The state of Sabah, where Kinabatangan River is located, lost about 40 percent of its forest cover from 1973 to 2010, with logging and palm oil plantations being the main drivers of deforestation, a study in 2014 found. “In certain areas, both [monkey] species are confined to small forest fragments along the river,” Ruppert says. This leads to competition for food, mates and other resources. “The animals cannot disperse and, in this case, the male of the larger species — the proboscis monkey — can easily displace the male silvered leaf monkey.”
Since 2016, there have been some more documented sightings of the mystery monkey, though these have been sporadic. The infrequent sightings and the COVID-19 pandemic has, for now, prevented researchers from gathering fecal samples for genetic analysis to reveal the monkey’s identity. Instead, Ruppert and colleagues compared images of the possible hybrid with those of the parent species, both visually as well as by using limb ratios. “If the individual was from one of the two parent species, all its measurements would be similar to that of one species,” Ruppert says. “But that is not the case with this animal.”

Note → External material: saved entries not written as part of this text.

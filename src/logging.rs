// ABOUTME: Logging configuration and structured logging setup for the recommender and CLI
// ABOUTME: Configures log levels, formatters, and noise reduction on top of tracing-subscriber
//
// SPDX-License-Identifier: MIT OR Apache-2.0
// Copyright (c) 2026 Pantry Chef Contributors

//! Structured logging configuration.
//!
//! Logs go to stderr so command output on stdout stays machine-readable.

use std::env;
use std::io;

use anyhow::{anyhow, Result};
use tracing::{info, Level};
use tracing_subscriber::{
    fmt::{self, format::FmtSpan},
    layer::SubscriberExt,
    util::SubscriberInitExt,
    EnvFilter,
};

use crate::config::{Environment, LogLevel};
use pantry_core::constants::service_names;

/// Logging configuration
#[derive(Debug, Clone)]
pub struct LoggingConfig {
    /// Log level or full `EnvFilter` directive
    pub level: String,
    /// Output format (json, pretty, compact)
    pub format: LogFormat,
    /// Include source file and line numbers
    pub include_location: bool,
    /// Include thread information
    pub include_thread: bool,
    /// Emit span open/close events
    pub include_spans: bool,
    /// Service name for structured logging
    pub service_name: String,
    /// Service version
    pub service_version: String,
    /// Deployment environment
    pub environment: Environment,
}

/// Log output format options
#[derive(Debug, Clone, Copy, PartialEq, Eq)]
pub enum LogFormat {
    /// `JSON` format for production logging
    Json,
    /// Pretty format for development
    Pretty,
    /// Compact format for terminals
    Compact,
}

impl Default for LoggingConfig {
    fn default() -> Self {
        Self {
            level: LogLevel::Info.to_string(),
            format: LogFormat::Compact,
            include_location: false,
            include_thread: false,
            include_spans: false,
            service_name: service_names::PANTRY_CHEF.into(),
            service_version: env!("CARGO_PKG_VERSION").to_owned(),
            environment: Environment::Development,
        }
    }
}

impl LoggingConfig {
    /// Create logging configuration from environment variables
    #[must_use]
    pub fn from_env() -> Self {
        let level = env::var("RUST_LOG").unwrap_or_else(|_| LogLevel::Info.to_string());

        let format = match env::var("LOG_FORMAT").as_deref() {
            Ok("json") => LogFormat::Json,
            Ok("pretty") => LogFormat::Pretty,
            _ => LogFormat::Compact,
        };

        let environment = env::var("ENVIRONMENT")
            .map(|value| Environment::from_str_or_default(&value))
            .unwrap_or_default();
        let is_production = environment.is_production();

        Self {
            level,
            format,
            include_location: is_production || env::var("LOG_INCLUDE_LOCATION").is_ok(),
            include_thread: is_production || env::var("LOG_INCLUDE_THREAD").is_ok(),
            include_spans: env::var("LOG_INCLUDE_SPANS").is_ok(),
            service_name: env::var("SERVICE_NAME")
                .unwrap_or_else(|_| service_names::PANTRY_CHEF.into()),
            service_version: env!("CARGO_PKG_VERSION").to_owned(),
            environment,
        }
    }

    /// Override the level, e.g. from a `--verbose` flag
    #[must_use]
    pub fn with_level(mut self, level: LogLevel) -> Self {
        self.level = level.to_string();
        self
    }

    /// Build the filter: configured level plus fixed noise reduction for HTTP internals
    #[must_use]
    pub fn env_filter(&self) -> EnvFilter {
        let noise_reduction = ["hyper=warn", "hyper_util=warn", "reqwest=warn", "rustls=warn"];

        noise_reduction
            .iter()
            .fold(EnvFilter::new(&self.level), |filter, directive| {
                filter.add_directive(
                    directive
                        .parse()
                        .unwrap_or_else(|_| Level::WARN.into()),
                )
            })
    }

    /// Initialize the global tracing subscriber
    ///
    /// # Errors
    ///
    /// Returns an error if a global subscriber is already installed
    pub fn init(&self) -> Result<()> {
        let registry = tracing_subscriber::registry().with(self.env_filter());
        let span_events = if self.include_spans {
            FmtSpan::NEW | FmtSpan::CLOSE
        } else {
            FmtSpan::NONE
        };

        let installed = match self.format {
            LogFormat::Json => registry
                .with(
                    fmt::layer()
                        .with_file(self.include_location)
                        .with_line_number(self.include_location)
                        .with_thread_ids(self.include_thread)
                        .with_thread_names(self.include_thread)
                        .with_target(true)
                        .with_writer(io::stderr)
                        .with_span_events(span_events)
                        .json(),
                )
                .try_init(),
            LogFormat::Pretty => registry
                .with(
                    fmt::layer()
                        .pretty()
                        .with_file(self.include_location)
                        .with_line_number(self.include_location)
                        .with_thread_ids(self.include_thread)
                        .with_thread_names(self.include_thread)
                        .with_writer(io::stderr)
                        .with_span_events(span_events),
                )
                .try_init(),
            LogFormat::Compact => registry
                .with(
                    fmt::layer()
                        .compact()
                        .with_target(false)
                        .with_writer(io::stderr)
                        .with_span_events(span_events),
                )
                .try_init(),
        };
        installed.map_err(|e| anyhow!("failed to install tracing subscriber: {e}"))?;

        info!(
            service.name = %self.service_name,
            service.version = %self.service_version,
            environment = %self.environment,
            log.level = %self.level,
            log.format = ?self.format,
            "Logging initialized"
        );
        Ok(())
    }
}

/// Application-specific structured log events
pub struct AppLogger;

impl AppLogger {
    /// Log the outcome of one recommendation request
    pub fn log_recommendation(request_id: &str, outcome: &str, results: usize, duration_ms: u64) {
        info!(
            request.id = %request_id,
            recommendation.outcome = %outcome,
            recommendation.results = results,
            recommendation.duration_ms = duration_ms,
            "Recommendation completed"
        );
    }

    /// Log a call to the generation service
    pub fn log_generation_call(provider: &str, model: &str, success: bool, duration_ms: u64) {
        info!(
            llm.provider = %provider,
            llm.model = %model,
            llm.success = success,
            llm.duration_ms = duration_ms,
            "Generation call"
        );
    }

    /// Log a catalog load
    pub fn log_catalog_load(source: &str, loaded: usize, skipped: usize) {
        info!(
            catalog.source = %source,
            catalog.loaded = loaded,
            catalog.skipped = skipped,
            "Catalog loaded"
        );
    }
}
// ABOUTME: Multi-factor recipe scoring from ingredient overlap, time efficiency, and a base credit
// ABOUTME: Fixed, explainable heuristic usable on catalog and generated recipes alike
//
// SPDX-License-Identifier: MIT OR Apache-2.0
// Copyright (c) 2026 Pantry Chef Contributors

use serde::{Deserialize, Serialize};
use thiserror::Error;

use pantry_core::constants::matching::PERCENT_SCALE;
use pantry_core::constants::scoring::{BASE_SCORE, INGREDIENT_WEIGHT, MAX_SCORE, TIME_WEIGHT};
use pantry_core::errors::{AppError, ErrorCode};
use pantry_core::models::RecipeRecord;

use super::overlap::ingredient_overlap;
use crate::config::ConfigError;

/// Invalid scorer input
#[derive(Debug, Clone, Copy, PartialEq, Eq, Error)]
pub enum ScoringError {
    /// The time limit must be a positive number of minutes
    #[error("time limit must be greater than 0 minutes")]
    InvalidTimeLimit,
}

impl From<ScoringError> for AppError {
    fn from(error: ScoringError) -> Self {
        Self::new(ErrorCode::ValueOutOfRange, error.to_string())
    }
}

/// Weights of the three score terms
#[derive(Debug, Clone, Copy, PartialEq, Serialize, Deserialize)]
pub struct ScoringWeights {
    /// Multiplier for the overlap term
    pub ingredient_weight: f64,
    /// Multiplier for the time efficiency term
    pub time_weight: f64,
    /// Flat credit added to every score
    pub base_score: f64,
}

impl Default for ScoringWeights {
    fn default() -> Self {
        Self {
            ingredient_weight: INGREDIENT_WEIGHT,
            time_weight: TIME_WEIGHT,
            base_score: BASE_SCORE,
        }
    }
}

impl ScoringWeights {
    /// Validate the weights
    ///
    /// # Errors
    ///
    /// Returns an error when any weight is negative or not finite
    pub fn validate(&self) -> Result<(), ConfigError> {
        let weights = [self.ingredient_weight, self.time_weight, self.base_score];
        if weights.iter().any(|w| !w.is_finite()) {
            return Err(ConfigError::InvalidWeights("scoring weights must be finite"));
        }
        if weights.iter().any(|w| *w < 0.0) {
            return Err(ConfigError::InvalidWeights(
                "scoring weights must be non-negative",
            ));
        }
        Ok(())
    }
}

/// Per-term contributions to a recipe score
#[derive(Debug, Clone, Copy, PartialEq, Serialize, Deserialize)]
pub struct ScoreBreakdown {
    /// Weighted overlap term
    pub ingredient: f64,
    /// Weighted time efficiency term
    pub time: f64,
    /// Flat credit
    pub base: f64,
    /// Sum of the terms, capped at 100
    pub total: f64,
}

/// Scores single recipes against a user's pantry and time budget
#[derive(Debug, Clone, Copy, Default, PartialEq)]
pub struct RecipeScorer {
    weights: ScoringWeights,
}

impl RecipeScorer {
    /// Scorer with custom weights
    #[must_use]
    pub const fn new(weights: ScoringWeights) -> Self {
        Self { weights }
    }

    /// Weights in use
    #[must_use]
    pub const fn weights(&self) -> &ScoringWeights {
        &self.weights
    }

    /// Score `recipe` on a 0-100 scale.
    ///
    /// Faster recipes score higher: the fraction of `time_limit` a recipe
    /// consumes is penalized, so the score never increases with cooking time.
    ///
    /// # Errors
    ///
    /// Returns `ScoringError::InvalidTimeLimit` when `time_limit` is 0
    pub fn score<S: AsRef<str>>(
        &self,
        recipe: &RecipeRecord,
        user_ingredients: &[S],
        time_limit: u32,
    ) -> Result<f64, ScoringError> {
        self.breakdown(recipe, user_ingredients, time_limit)
            .map(|breakdown| breakdown.total)
    }

    /// Score `recipe` and report each term separately
    ///
    /// # Errors
    ///
    /// Returns `ScoringError::InvalidTimeLimit` when `time_limit` is 0
    pub fn breakdown<S: AsRef<str>>(
        &self,
        recipe: &RecipeRecord,
        user_ingredients: &[S],
        time_limit: u32,
    ) -> Result<ScoreBreakdown, ScoringError> {
        if time_limit == 0 {
            return Err(ScoringError::InvalidTimeLimit);
        }

        let overlap = ingredient_overlap(&recipe.ingredients, user_ingredients);
        let ingredient = overlap.min(PERCENT_SCALE) * self.weights.ingredient_weight;

        let time_used = (f64::from(recipe.cooking_time) / f64::from(time_limit)) * PERCENT_SCALE;
        let time = (PERCENT_SCALE - time_used).max(0.0) * self.weights.time_weight;

        let base = self.weights.base_score;
        let total = (ingredient + time + base).min(MAX_SCORE);

        Ok(ScoreBreakdown {
            ingredient,
            time,
            base,
            total,
        })
    }
}

/// Score `recipe` with the default weights
///
/// # Errors
///
/// Returns `ScoringError::InvalidTimeLimit` when `time_limit` is 0
pub fn score_recipe<S: AsRef<str>>(
    recipe: &RecipeRecord,
    user_ingredients: &[S],
    time_limit: u32,
) -> Result<f64, ScoringError> {
    RecipeScorer::default().score(recipe, user_ingredients, time_limit)
}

A photograph of a male proboscis monkey mating with a female silvered leaf monkey, along with anecdotes from boat operators and tour guides about a single male proboscis monkey hanging around a troop of female silvered leaf monkeys, has added further weight to the researchers’ conclusion.
The mystery monkey is generating a lot of excitement in the area, but Ruppert is concerned for the welfare of both proposed parent species. The International Union for Conservation of Nature classifies proboscis monkeys as endangered and silvered leaf monkeys as vulnerable. “The hybrid is gorgeous, but we don’t want to see more of them,” Ruppert says. “Both species should have a large enough habitat, dispersal opportunities and enough food to conduct their natural behaviors in the long term.”
Increasing habitat loss or fragmentation in Borneo and elsewhere as a result of changing land uses or climate change could lead to more instances of mating — or at least, attempts at mating — between species or even genera, Boonratana says.
The mystery monkey was last photographed in September of 2020 with swollen breasts and holding a baby, suggesting that the animal is a fertile female. That’s another surprising development, the researchers say, because most hybrids tend to be sterile.